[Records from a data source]

= = = = = = =

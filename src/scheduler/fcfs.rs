use std::collections::VecDeque;

use super::{
    DispatchError, Scheduler, SchedulingDecision, ThreadKey, TimeSlice, UNBOUNDED_SLICE, Workload,
};
use crate::error::ConfigError;

#[derive(Debug, Default)]
pub struct FcfsScheduler {
    ready: VecDeque<ThreadKey>,
}

impl FcfsScheduler {
    pub fn new(time_slice: i64) -> Result<Self, ConfigError> {
        if time_slice != UNBOUNDED_SLICE {
            return Err(ConfigError::InvalidTimeSlice {
                policy: "FCFS",
                slice: time_slice,
            });
        }
        Ok(Self::default())
    }
}

impl Scheduler for FcfsScheduler {
    fn name(&self) -> &'static str {
        "FCFS"
    }

    fn time_slice(&self) -> TimeSlice {
        TimeSlice::Unbounded
    }

    fn add_to_ready_queue(&mut self, _ctx: &Workload, thread: ThreadKey) {
        self.ready.push_back(thread);
    }

    fn get_next_thread(&mut self, _ctx: &Workload) -> Result<SchedulingDecision, DispatchError> {
        let count = self.ready.len();
        let thread = self
            .ready
            .pop_front()
            .ok_or(DispatchError::EmptyReadyQueue)?;

        Ok(SchedulingDecision {
            thread,
            time_slice: TimeSlice::Unbounded,
            explanation: format!(
                "Selected from {count} threads. Will run to completion of burst."
            ),
        })
    }

    fn size(&self) -> usize {
        self.ready.len()
    }
}

#[cfg(test)]
mod tests {
    use super::*;
    use crate::core::state::ProcessPriority;

    #[test]
    fn rejects_bounded_slice() {
        assert_eq!(
            FcfsScheduler::new(5).unwrap_err(),
            ConfigError::InvalidTimeSlice {
                policy: "FCFS",
                slice: 5
            }
        );
        assert!(FcfsScheduler::new(0).is_err());
    }

    #[test]
    fn strict_fifo_ignores_priority_and_length() {
        let mut w = Workload::new(0);
        w.add_process(0, ProcessPriority::Batch).unwrap();
        w.add_process(1, ProcessPriority::System).unwrap();
        let long = w.add_thread(0, 0, &[50]).unwrap();
        let short = w.add_thread(1, 0, &[1]).unwrap();

        let mut s = FcfsScheduler::new(UNBOUNDED_SLICE).unwrap();
        s.add_to_ready_queue(&w, long);
        s.add_to_ready_queue(&w, short);
        assert_eq!(s.size(), 2);

        let first = s.get_next_thread(&w).unwrap();
        assert_eq!(first.thread, long);
        assert_eq!(first.time_slice, TimeSlice::Unbounded);
        assert!(first.explanation.contains("Selected from 2 threads"));
        assert_eq!(s.get_next_thread(&w).unwrap().thread, short);
        assert_eq!(
            s.get_next_thread(&w).unwrap_err(),
            DispatchError::EmptyReadyQueue
        );
    }
}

= = = = = = =

§ THE PROBLEM: Go over the records above line by line and count those holding the word "FcfsScheduler". Reply only with the number.

§ EXERCISE SOLUTION: 6